Next to the president, Marshal Rosla noted, “We drop the armored vehicles with their crewmen inside. This means they’re able to move into battle very quickly and the rocket braking system protects them from the impact.”
I would not wish to be one of those crewmen. Pavel imagined the cramped interior of one of the fighting vehicles as it swung through the air under its parachute and grimaced. He was gaining some new insight into why Russians venerated their desantniki, even assigning a national holiday, Airborne Forces Day, to honor those who had served in the elite airborne assault forces.
Medvedev shifted his attention upward where long lines of paratroopers swayed under drab, olive-colored parachutes. While these were still in the air the next trio of transports roared overhead, disgorging their own loads of paratroopers from their doors and the rear ramps. He focused through his binoculars on one man as he stepped from the nearest aircraft, gravity pulling him downward while momentum carried him forward with the vector of the plane. After only a moment, the falling figure’s static line, still attached to the aircraft, yanked out the parachute, which caught the wind and blossomed rearward like smoke on a breezy day, arresting the desantnik’s forward momentum and slowing his descent.
Two more soldiers exited the same door in the time it had taken the first jumper’s canopy to open, and more followed at the rate of one each half second from each of the aircraft’s exits.
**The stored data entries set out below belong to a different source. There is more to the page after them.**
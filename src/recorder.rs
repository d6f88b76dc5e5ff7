//! Instrument recorder
//!
//! Captures what one channel actually plays, tick by tick, and turns it into
//! sequence instruments: volume, fixed arpeggio (the sounding note), pitch
//! (period drift from that note) and duty. Every `interval` ticks the buffer
//! becomes one instrument, until `instrument_count` have been made.

use crate::channels::{ChannelSet, TickContext};
use crate::chip::ChannelType;
use crate::instrument::{ArpeggioMode, Instrument, Sequence, SequenceKind};
use crate::{Result, SoundGenError};
use serde::{Deserialize, Serialize};
use std::collections::VecDeque;

/// Longest sequence an instrument can hold
pub const MAX_SEQUENCE_LENGTH: usize = 252;

/// Recorder parameters
#[derive(Debug, Clone, Copy, PartialEq, Eq, Serialize, Deserialize)]
pub struct RecordSetting {
    /// Ticks per recorded instrument
    pub interval: usize,
    /// Instruments to record before stopping
    pub instrument_count: usize,
}

impl Default for RecordSetting {
    fn default() -> Self {
        RecordSetting {
            interval: 60,
            instrument_count: 1,
        }
    }
}

impl RecordSetting {
    /// Check the ranges
    pub fn validate(&self) -> Result<()> {
        if !(1..=MAX_SEQUENCE_LENGTH).contains(&self.interval) {
            return Err(SoundGenError::Config(format!(
                "record interval {} out of range",
                self.interval
            )));
        }
        if self.instrument_count == 0 {
            return Err(SoundGenError::Config("record instrument count must be at least 1".into()));
        }
        Ok(())
    }
}

#[derive(Debug, Clone, Copy)]
struct Frame {
    volume: i32,
    note: i32,
    pitch: i32,
    duty: i32,
}

/// Per-tick recorder for one channel
#[derive(Debug, Clone, Default)]
pub struct InstrumentRecorder {
    channel: Option<usize>,
    setting: RecordSetting,
    frames: Vec<Frame>,
    made: usize,
    ready: VecDeque<Instrument>,
}

impl InstrumentRecorder {
    /// Idle recorder
    pub fn new() -> Self {
        Self::default()
    }

    /// Channel being recorded
    pub fn record_channel(&self) -> Option<usize> {
        self.channel
    }

    /// Select the channel to record; pending data is discarded
    pub fn set_record_channel(&mut self, channel: Option<usize>) {
        self.channel = channel;
        self.restart();
    }

    /// Current parameters
    pub fn record_setting(&self) -> RecordSetting {
        self.setting
    }

    /// Change the parameters; pending data is discarded
    pub fn set_record_setting(&mut self, setting: RecordSetting) -> Result<()> {
        setting.validate()?;
        self.setting = setting;
        self.restart();
        Ok(())
    }

    fn restart(&mut self) {
        self.frames.clear();
        self.made = 0;
        self.ready.clear();
    }

    /// Whether ticks are still being collected
    pub fn is_recording(&self) -> bool {
        self.channel.is_some() && self.made < self.setting.instrument_count
    }

    /// Capture the recorded channel's output for this tick
    pub fn record_tick(&mut self, channels: &ChannelSet, ctx: &TickContext) {
        if !self.is_recording() {
            return;
        }
        let Some(handler) = self.channel.and_then(|c| channels.get(c)) else {
            return;
        };
        let state = handler.tick_state();
        self.frames.push(Frame {
            volume: state.volume,
            note: state.note,
            pitch: handler.pitch_offset(ctx),
            duty: state.duty,
        });
        if self.frames.len() >= self.setting.interval {
            self.finish_instrument(handler.channel());
        }
    }

    /// Turn a partially filled buffer into an instrument (playback stopped)
    pub fn flush(&mut self, channels: &ChannelSet) {
        if self.frames.is_empty() || !self.is_recording() {
            return;
        }
        if let Some(channel) = self.channel.and_then(|c| channels.get(c)).map(|h| h.channel()) {
            self.finish_instrument(channel);
        }
    }

    /// Oldest recorded instrument not yet collected
    pub fn get_record_instrument(&mut self) -> Option<Instrument> {
        self.ready.pop_front()
    }

    /// Instruments waiting to be collected
    pub fn pending(&self) -> usize {
        self.ready.len()
    }

    fn finish_instrument(&mut self, channel: ChannelType) {
        let frames = std::mem::take(&mut self.frames);
        self.made += 1;
        let mut inst = Instrument::new(format!("{} {:02}", channel.name(), self.made), channel.chip());

        let volume = frames.iter().map(|f| f.volume.clamp(0, 15) as i8).collect();
        let arpeggio = Sequence {
            arpeggio_mode: ArpeggioMode::Fixed,
            ..hold(frames.iter().map(|f| f.note.clamp(0, 95) as i8).collect())
        };
        let mut last = 0;
        let pitch = frames
            .iter()
            .map(|f| {
                let step = (f.pitch - last).clamp(i8::MIN as i32, i8::MAX as i32);
                last += step;
                step as i8
            })
            .collect();
        let duty = frames.iter().map(|f| f.duty.clamp(0, i8::MAX as i32) as i8).collect();

        inst.sequences.set(SequenceKind::Volume, Some(hold(volume)));
        inst.sequences.set(SequenceKind::Arpeggio, Some(arpeggio));
        inst.sequences.set(SequenceKind::Pitch, Some(Sequence::new(pitch)));
        inst.sequences.set(SequenceKind::Duty, Some(hold(duty)));
        log::debug!("recorded instrument '{}' ({} ticks)", inst.name, frames.len());
        self.ready.push_back(inst);
    }
}

/// Sequence that holds its last value
fn hold(values: Vec<i8>) -> Sequence {
    let end = values.len().saturating_sub(1);
    Sequence::new(values).looping(end)
}

#[cfg(test)]
mod tests {
    use super::*;
    use crate::channels::tests::Fixture;
    use crate::channels::tests::WriteLog;
    use crate::document::{Document, EffectKind, Note};

    fn run(recorder: &mut InstrumentRecorder, fx: &Fixture, channels: &mut ChannelSet, ticks: usize) {
        let ctx = fx.ctx();
        let mut log = WriteLog::default();
        for _ in 0..ticks {
            channels.process(&ctx);
            channels.refresh(&mut log, &ctx);
            recorder.record_tick(channels, &ctx);
        }
    }

    #[test]
    fn test_records_one_instrument_per_interval() {
        let fx = Fixture::new();
        let mut channels = ChannelSet::new(&fx.doc.channels());
        let mut recorder = InstrumentRecorder::new();
        recorder
            .set_record_setting(RecordSetting {
                interval: 4,
                instrument_count: 2,
            })
            .unwrap();
        recorder.set_record_channel(Some(0));
        if let Some(h) = channels.get_mut(0) {
            h.play_note(&Note::note(48).with_volume(12), &fx.ctx());
        }
        run(&mut recorder, &fx, &mut channels, 10);

        assert_eq!(recorder.pending(), 2, "two instruments then stop");
        assert!(!recorder.is_recording());
        let inst = recorder.get_record_instrument().unwrap();
        let volume = inst.sequences.get(SequenceKind::Volume).unwrap();
        assert_eq!(volume.values, vec![12; 4]);
        assert_eq!(volume.loop_point, Some(3));
        let arp = inst.sequences.get(SequenceKind::Arpeggio).unwrap();
        assert_eq!(arp.arpeggio_mode, ArpeggioMode::Fixed);
        assert_eq!(arp.values, vec![48; 4]);
        assert_eq!(inst.name, "Pulse 1 01");
    }

    #[test]
    fn test_pitch_drift_is_recorded_as_steps() {
        let fx = Fixture::new();
        let mut channels = ChannelSet::new(&fx.doc.channels());
        let mut recorder = InstrumentRecorder::new();
        recorder
            .set_record_setting(RecordSetting {
                interval: 3,
                instrument_count: 1,
            })
            .unwrap();
        recorder.set_record_channel(Some(0));
        if let Some(h) = channels.get_mut(0) {
            h.play_note(&Note::note(48).with_effect(EffectKind::PortaDown, 2), &fx.ctx());
        }
        run(&mut recorder, &fx, &mut channels, 3);

        let inst = recorder.get_record_instrument().unwrap();
        let pitch = inst.sequences.get(SequenceKind::Pitch).unwrap();
        let total: i32 = pitch.values.iter().map(|&v| v as i32).sum();
        assert!(total > 0, "sliding down raises the period: {:?}", pitch.values);
    }

    #[test]
    fn test_flush_keeps_partial_buffer() {
        let fx = Fixture::new();
        let mut channels = ChannelSet::new(&fx.doc.channels());
        let mut recorder = InstrumentRecorder::new();
        recorder.set_record_channel(Some(1));
        run(&mut recorder, &fx, &mut channels, 5);
        assert_eq!(recorder.pending(), 0);
        recorder.flush(&channels);
        let inst = recorder.get_record_instrument().unwrap();
        assert_eq!(inst.sequences.get(SequenceKind::Volume).unwrap().values.len(), 5);
        assert_eq!(inst.name, "Pulse 2 01");
    }

    #[test]
    fn test_invalid_setting_rejected() {
        let mut recorder = InstrumentRecorder::new();
        let bad = RecordSetting {
            interval: 0,
            instrument_count: 1,
        };
        assert!(matches!(recorder.set_record_setting(bad), Err(SoundGenError::Config(_))));
        assert_eq!(recorder.record_setting(), RecordSetting::default());
    }
}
Soon the entire drop zone lay under a blanket of descending parachutes. Medvedev continued to watch his jumper dangle below his canopy. The man held his legs together and assumed a half-sitting posture as he approached the ground. Pavel felt his own body tense just before the paratrooper landed and collapsed into a controlled roll and then disappeared into the tall grasses and gentle folds of the drop zone.
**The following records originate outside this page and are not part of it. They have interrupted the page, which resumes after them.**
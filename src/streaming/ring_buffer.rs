//! Ring buffer between the engine thread and the audio callback
//!
//! One producer (the engine worker) writes mixed samples, one consumer (the
//! device callback) reads them. Memory is fixed at `capacity * 2` bytes.
//! Buffer access goes through a `parking_lot::Mutex`; the positions are
//! atomics so fill queries never take the lock.

use crate::{Result, SoundGenError};
use parking_lot::Mutex;
use std::sync::atomic::{AtomicUsize, Ordering};

/// Largest accepted capacity (64 MB of samples)
const MAX_CAPACITY: usize = 64 * 1024 * 1024 / std::mem::size_of::<i16>();

/// Fixed-size sample FIFO
#[derive(Debug)]
pub struct RingBuffer {
    buffer: Mutex<Vec<i16>>,
    write_pos: AtomicUsize,
    read_pos: AtomicUsize,
    /// Power of two
    capacity: usize,
    mask: usize,
}

impl RingBuffer {
    /// Create a buffer; the capacity is rounded up to a power of two
    ///
    /// # Errors
    ///
    /// Returns [`SoundGenError::AudioDevice`] for a zero or oversized capacity.
    pub fn new(requested_capacity: usize) -> Result<Self> {
        if requested_capacity == 0 {
            return Err(SoundGenError::AudioDevice(
                "ring buffer capacity must be greater than 0".into(),
            ));
        }
        let capacity = requested_capacity.next_power_of_two();
        if capacity > MAX_CAPACITY {
            return Err(SoundGenError::AudioDevice(format!(
                "ring buffer capacity {capacity} exceeds maximum {MAX_CAPACITY}"
            )));
        }
        Ok(RingBuffer {
            buffer: Mutex::new(vec![0; capacity]),
            write_pos: AtomicUsize::new(0),
            read_pos: AtomicUsize::new(0),
            capacity,
            mask: capacity - 1,
        })
    }

    /// Total slots
    pub fn capacity(&self) -> usize {
        self.capacity
    }

    /// Samples waiting to be read
    pub fn available_read(&self) -> usize {
        let write = self.write_pos.load(Ordering::Acquire);
        let read = self.read_pos.load(Ordering::Acquire);
        write.wrapping_sub(read)
    }

    /// Samples that can be written without overwriting unread data
    pub fn available_write(&self) -> usize {
        self.capacity - self.available_read() - 1
    }

    /// Write as many samples as fit; returns the count written
    pub fn write(&self, samples: &[i16]) -> usize {
        let mut buf = self.buffer.lock();

        // computed under the lock so the consumer cannot race the check
        let write_pos = self.write_pos.load(Ordering::Acquire);
        let read_pos = self.read_pos.load(Ordering::Acquire);
        let available = self.capacity - write_pos.wrapping_sub(read_pos) - 1;
        let to_write = samples.len().min(available);
        if to_write == 0 {
            return 0;
        }

        let start = write_pos & self.mask;
        if start + to_write <= self.capacity {
            buf[start..start + to_write].copy_from_slice(&samples[..to_write]);
        } else {
            let first = self.capacity - start;
            buf[start..].copy_from_slice(&samples[..first]);
            buf[..to_write - first].copy_from_slice(&samples[first..to_write]);
        }
        drop(buf);

        self.write_pos
            .store(write_pos.wrapping_add(to_write), Ordering::Release);
        to_write
    }

    /// Read up to `dest.len()` samples; returns the count read
    pub fn read(&self, dest: &mut [i16]) -> usize {
        let buf = self.buffer.lock();

        let write_pos = self.write_pos.load(Ordering::Acquire);
        let read_pos = self.read_pos.load(Ordering::Acquire);
        let to_read = dest.len().min(write_pos.wrapping_sub(read_pos));
        if to_read == 0 {
            return 0;
        }

        let start = read_pos & self.mask;
        if start + to_read <= self.capacity {
            dest[..to_read].copy_from_slice(&buf[start..start + to_read]);
        } else {
            let first = self.capacity - start;
            dest[..first].copy_from_slice(&buf[start..]);
            dest[first..to_read].copy_from_slice(&buf[..to_read - first]);
        }
        drop(buf);

        self.read_pos
            .store(read_pos.wrapping_add(to_read), Ordering::Release);
        to_read
    }

    /// Discard unread samples
    pub fn flush(&self) {
        let _guard = self.buffer.lock();
        let write_pos = self.write_pos.load(Ordering::Acquire);
        self.read_pos.store(write_pos, Ordering::Release);
    }

    /// Fill level (0.0 to 1.0)
    pub fn fill_percentage(&self) -> f32 {
        self.available_read() as f32 / self.capacity as f32
    }
}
The roar of the transports turned to a departing moan as Pavel pulled back from his binoculars to take in the whole scene. Desantniki were landing all over the vast, drop zone. Medvedev was surprised at how empty the scene in front of him became even from his perch ten meters off the ground. Occasionally he caught sight of a soldier tramping this way or that under the weight of his equipment, or a parachute draped over a bush, but he was having increasing trouble making sense of the seemingly empty field in front of him. Interesting, he thought, that so many soldiers can just disappear so quickly, even in such open terrain.
“Pavel Ivanovich, if you look over there,” Rosla said, indicating a small depression in the ground several hundred meters distant from their observation tower, “you can see an assembly area for one of the assault subunits. The desantniki will gather there and at other points around their commanders until they have assembled a large enough force, and then they will commence their attack on the objective. Speed and surprise are everything in these sorts of operations.”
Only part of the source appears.